More Sketches of Evan
In the old Blake manor house on the west coast of Ireland, W B Yeats was reciting a poem to a small but rapt audience. The recital took place in the long library panelled from shipwrecks and pungent from peat smoke from a flickering fire. Suddenly a door next to the fire unexpectedly opened to reveal an empty passage. Yeats waved an elegant hand, interrupting his poem with ‘Leave it alone. It will go away as it came’ continuing his recital without missing a beat.
Evan Morgan was one of the guests and was thrilled to hear about a reputedly haunted room in the house, bare of furniture because of poltergeist activity and kept permanently locked. Having just been received into the Church of Rome and in possession of a relic, he told all there that deliverance was at hand. He would exorcise the room. Within moments the room filled with a thick mist and Evan was forced to the ground, writhing and rubbing his eyes. When he came to, Evan described the ghost of a pale faced boy with large luminous eyes, dressed in brown who was strangling himself. In Evan’s words, “I went down into the private hell of that poor boy! I have never known such mental agony! Hand me my Catullus, I won’t be coming down to dinner.” An anti-climactic closing sentence perhaps.
Yeats and his mediumistic wife held a séance in the room and confirmed Evan’s vision when she ‘conjured’ up a pale red-haired boy of about fourteen and learnt that he was a past member of the Blake family. Records show that an Ethelred Henry Blake died aged fourteen 1824-1838.*
The story is recounted in William Cross’s latest book on Evan Morgan, and I’m grateful for that story alone. The book is alive with similar anecdotes, in fact it’s the purpose of the book, which is packed with stunningly evocative photos and accounts of Evan from those who fed on his profligacy. His house parties were legendary, and the estate was largely bankrupt when he died in 1949 aged fifty-five.

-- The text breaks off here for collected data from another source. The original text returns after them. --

impl Hardware for SimulatedHardware {
    fn bring_up(&self) -> HalResult<()> {
        self.inner.bring_ups.fetch_add(1, Ordering::SeqCst);
        self.inner.state.lock().ops.push(SimOp::BringUp);
        Ok(())
    }

    fn create_component(&self, kind: ComponentKind) -> HalResult<(ComponentId, PortLayout)> {
        if self.inner.config.fail_create == Some(kind) {
            return Err(HalError::status("create component", Status::NoMemory));
        }

        let layout = Self::layout(kind);
        let mut state = self.inner.state.lock();
        state.next_component += 1;
        let id = ComponentId(state.next_component);

        let mut ports = BTreeMap::new();
        ports.insert(PortRef::control(id), SimPort::new());
        for index in 0..layout.inputs {
            ports.insert(PortRef::input(id, index), SimPort::new());
        }
        for index in 0..layout.outputs {
            ports.insert(PortRef::output(id, index), SimPort::new());
        }

        state.components.insert(
            id,
            SimComponent {
                kind,
                enabled: false,
                ports,
            },
        );
        state.ops.push(SimOp::CreateComponent(id, kind));
        debug!(?id, name = kind.name(), "Simulated component created");
        Ok((id, layout))
    }

    fn destroy_component(&self, id: ComponentId) -> HalResult<()> {
        let ports: Vec<PortRef> = {
            let state = self.inner.state.lock();
            let component = state
                .components
                .get(&id)
                .ok_or(HalError::UnknownComponent(id))?;
            let connected = state
                .connections
                .values()
                .any(|c| c.output.component == id || c.input.component == id);
            if connected {
                return Err(HalError::status("destroy component", Status::IsConnected));
            }
            component.ports.keys().copied().collect()
        };

        for port in ports {
            self.stop_producer(port);
        }

        let mut state = self.inner.state.lock();
        state.components.remove(&id);
        state.ops.push(SimOp::DestroyComponent(id));
        Ok(())
    }

    fn enable_component(&self, id: ComponentId) -> HalResult<()> {
        let mut state = self.inner.state.lock();
        let component = state
            .components
            .get_mut(&id)
            .ok_or(HalError::UnknownComponent(id))?;
        component.enabled = true;
        state.ops.push(SimOp::EnableComponent(id));
        Ok(())
    }

    fn disable_component(&self, id: ComponentId) -> HalResult<()> {
        let mut state = self.inner.state.lock();
        let component = state
            .components
            .get_mut(&id)
            .ok_or(HalError::UnknownComponent(id))?;
        component.enabled = false;
        state.ops.push(SimOp::DisableComponent(id));
        Ok(())
    }

    fn set_parameter(&self, port: PortRef, param: &Parameter) -> HalResult<()> {
        let id = param.id();
        if let Some(status) = self.rejection(id) {
            return Err(HalError::status("set parameter", status));
        }

        let mut state = self.inner.state.lock();
        let kind = state
            .kind(port.component)
            .ok_or(HalError::UnknownComponent(port.component))?;
        state.port_mut(port)?.params.insert(id, param.clone());
        state.ops.push(SimOp::SetParameter(port, id));
        let target = state.port_mut(port)?;

        if let Parameter::ChangeEventRequest {
            id: ParameterId::CameraSettings,
            enable: true,
        } = param
        {
            if kind == ComponentKind::Camera {
                if let PortSink::Events(tx) = &target.sink {
                    let settings = CameraSettings {
                        exposure: 33_000,
                        analog_gain: Rational::new(1, 1),
                        digital_gain: Rational::new(1, 1),
                        awb_red_gain: Rational::new(3, 2),
                        awb_blue_gain: Rational::new(7, 4),
                        focus_position: 0,
                    };
                    if tx.try_send(ControlEvent::SettingsChanged(settings)).is_err() {
                        trace!(%port, "Control event dropped");
                    }
                }
            }
        }
        Ok(())
    }

    fn get_parameter(&self, port: PortRef, id: ParameterId) -> HalResult<Parameter> {
        let state = self.inner.state.lock();
        let kind = state
            .kind(port.component)
            .ok_or(HalError::UnknownComponent(port.component))?;

        if kind == ComponentKind::CameraInfo && id == ParameterId::CameraInfo {
            return self
                .inner
                .config
                .sensor
                .clone()
                .map(Parameter::CameraInfo)
                .ok_or(HalError::status("get camera info", Status::NotFound));
        }

        let target = state.port(port)?;
        match (target.params.get(&id), id) {
            (Some(value), _) => Ok(value.clone()),
            (None, ParameterId::InputCrop) => {
                Ok(Parameter::InputCrop(Rect::new(0, 0, 65536, 65536)))
            }
            (None, _) => Err(HalError::status("get parameter", Status::NotFound)),
        }
    }

    fn commit_format(&self, port: PortRef, format: &PortFormat) -> HalResult<PortFormat> {
        let mut state = self.inner.state.lock();
        let kind = state
            .kind(port.component)
            .ok_or(HalError::UnknownComponent(port.component))?;
        let negotiated = Self::negotiate(kind, port, format)?;
        state.port_mut(port)?.format = negotiated;
        Ok(negotiated)
    }

    fn enable_port(&self, port: PortRef, sink: PortSink) -> HalResult<()> {
        let kind = {
            let mut state = self.inner.state.lock();
            let kind = state
                .kind(port.component)
                .ok_or(HalError::UnknownComponent(port.component))?;
            let target = state.port_mut(port)?;
            if target.enabled {
                return Err(HalError::status("enable port", Status::Invalid));
            }
            target.enabled = true;
            target.sink = sink;
            state.ops.push(SimOp::EnablePort(port));
            kind
        };

        let produces = port.kind == PortKind::Output
            && matches!(kind, ComponentKind::VideoEncoder | ComponentKind::ImageEncoder);
        if produces {
            let producer = self.spawn_producer(port, kind);
            let mut state = self.inner.state.lock();
            state.port_mut(port)?.producer = Some(producer);
        }
        Ok(())
    }

    fn disable_port(&self, port: PortRef) -> HalResult<()> {
        {
            let mut state = self.inner.state.lock();
            let target = state.port_mut(port)?;
            if !target.enabled {
                return Ok(());
            }
            target.enabled = false;
        }

        self.stop_producer(port);

        let (sink, buffers) = {
            let mut state = self.inner.state.lock();
            state.ops.push(SimOp::DisablePort(port));
            let target = state.port_mut(port)?;
            let sink = std::mem::replace(&mut target.sink, PortSink::None);
            let buffers: Vec<BufferHeader> = target.queued.drain(..).collect();
            (sink, buffers)
        };

        if let PortSink::Buffers(tx) = sink {
            trace!(%port, returned = buffers.len(), "Returning buffers on disable");
            for mut buffer in buffers {
                buffer.reset();
                if tx.send(buffer).is_err() {
                    warn!(%port, "Buffer returned to a closed sink");
                    break;
                }
            }
        }
        Ok(())
    }

    fn send_buffer(&self, port: PortRef, buffer: BufferHeader) -> Result<(), Rejected> {
        let mut state = self.inner.state.lock();
        match state.port_mut(port) {
            Ok(target) if target.enabled && port.kind == PortKind::Output => {
                target.queued.push_back(buffer);
                Ok(())
            }
            Ok(_) => Err(Rejected {
                buffer,
                error: HalError::status("send buffer", Status::Invalid),
            }),
            Err(error) => Err(Rejected { buffer, error }),
        }
    }

    fn create_connection(&self, output: PortRef, input: PortRef) -> HalResult<ConnectionId> {
        let mut state = self.inner.state.lock();
        let format = state.port(output)?.format;
        state.port(input)?;
        let busy = state
            .connections
            .values()
            .any(|c| c.output == output || c.input == input);
        if busy {
            return Err(HalError::status("create connection", Status::IsConnected));
        }

        state.port_mut(input)?.format = format;
        state.next_connection += 1;
        let id = ConnectionId(state.next_connection);
        state.connections.insert(
            id,
            SimConnection {
                output,
                input,
                enabled: false,
            },
        );
        state.ops.push(SimOp::CreateConnection(id));
        Ok(id)
    }

    fn enable_connection(&self, id: ConnectionId) -> HalResult<()> {
        if self.inner.config.fail_connection_enable {
            return Err(HalError::status("enable connection", Status::Io));
        }
        let mut state = self.inner.state.lock();
        let (output, input) = {
            let connection = state
                .connections
                .get_mut(&id)
                .ok_or(HalError::UnknownConnection(id))?;
            connection.enabled = true;
            (connection.output, connection.input)
        };
        state.port_mut(output)?.enabled = true;
        state.port_mut(input)?.enabled = true;
        state.ops.push(SimOp::EnableConnection(id));
        Ok(())
    }

    fn disable_connection(&self, id: ConnectionId) -> HalResult<()> {
        let mut state = self.inner.state.lock();
        let (output, input) = {
            let connection = state
                .connections
                .get_mut(&id)
                .ok_or(HalError::UnknownConnection(id))?;
            connection.enabled = false;
            (connection.output, connection.input)
        };
        for port in [output, input] {
            if let Ok(target) = state.port_mut(port) {
                target.enabled = false;
            }
        }
        state.ops.push(SimOp::DisableConnection(id));
        Ok(())
    }

    fn destroy_connection(&self, id: ConnectionId) -> HalResult<()> {
        let mut state = self.inner.state.lock();
        state
            .connections
            .remove(&id)
            .ok_or(HalError::status("destroy connection", Status::NotConnected))?;
        state.ops.push(SimOp::DestroyConnection(id));
        Ok(())
    }
}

Rafaelle, Duchess of Leinster. Brooklyn girl done good,
Luisa, Marchesa Casati Stampa di Soncino 1881 - 1957 Italian heiress soul mate of Evan. She lived in a world of Belladonna and opium, wore leopard skin dresses, cradled exotic snakes and lead a live leopard on the leash: 'More a work of art than a human being.' A short life but packed with incident, and William Cross, the indefatigable truffle hound of aristocratic minutiae has a rich seam to mine from gossip, diaries and letters recording encounters with the flawed but deeply generous Evan Morgan:
‘The most extraordinary house I have ever stayed at . . . belonged to Lord Tredegar, down in South Wales. He was a papal count of some sort and lived surrounded exclusively by Great Danes and handsome men-servants . . .He really was an extraordinary fellow with altars all over the house and somewhat terrifying interest in black magic’ John, Duke of Bedford
‘Evan was a showman, whether as a papal chamberlain wearing gorgeous robes in Westminster Cathedral or ordering drinks all round in an East End pub if he was in a good mood. His moods, however, swung dramatically, especially after he had enjoyed sex-and-whipping sessions (with soldiers and sailors he’d picked up) after which he had to have his period of sackcloth and ashes before a bloodied crucifix.’ Robyn Bryans ‘The Dust Has Never Settled’ Honeyford Press 1992
Charles Carnegie, Earl of Southesk with his only son, James, later Duke of Fife
‘Evan loved to tell a story about Julian Huxley falling in love and telling his wife that he was going away with the woman. He had arranged to meet her at the Café Royal – but had lain down for a nap in his study, removing his false teeth. His wife tiptoed in and took them and buried them in the garden. And that was the end, not of the marriage, but the romance.’
Julian Huxley as a houseguest of Evan was embroiled in conversation with his host when a footman rushed in to tell him that a pet baboon had escaped and gone wild. “Evan merely said to me: ‘You know about animals, come along,’ picked up a torch, and off we went. The baboon was certainly alarming, snarling and showing its teeth. But we coaxed it into a corner and Evan caressed it until it calmed down. And so, we returned, the baboon in excited nakedness, perching on Evan’s dinner-jacketed shoulder and contentedly munching a carnation it had snatched from his button-hole.”
Maybe, in a hundred years’ time, a similarly lavishly produced book will recount the activities of current half-dressed celebs, but none will possess the enigmatic quality of the black and white photographs that seem to capture the soul of those portrayed.
Sir John Phillips - eccentric Welsh family with two castles in Pembrokshire and a lot of land. And still he looks shifty.
Myrtle Farquharson of Invercauld 1897 - 1941 'Beautiful, clever, vivacious. Killed in the London Blitz.
The book is a must for the ‘completist’ and an excellent ‘dip into’ for those fascinated by the seedy glamour of a past world**
*The house was burned down by the IRA and rebuilt as a hotel. The haunted room is currently a bathroom.
** Rich in sources and footnotes. Those addicted to google will be led down a rabbit hole leading to a maze you might never escape from. The book may be slim. The exploration is endless.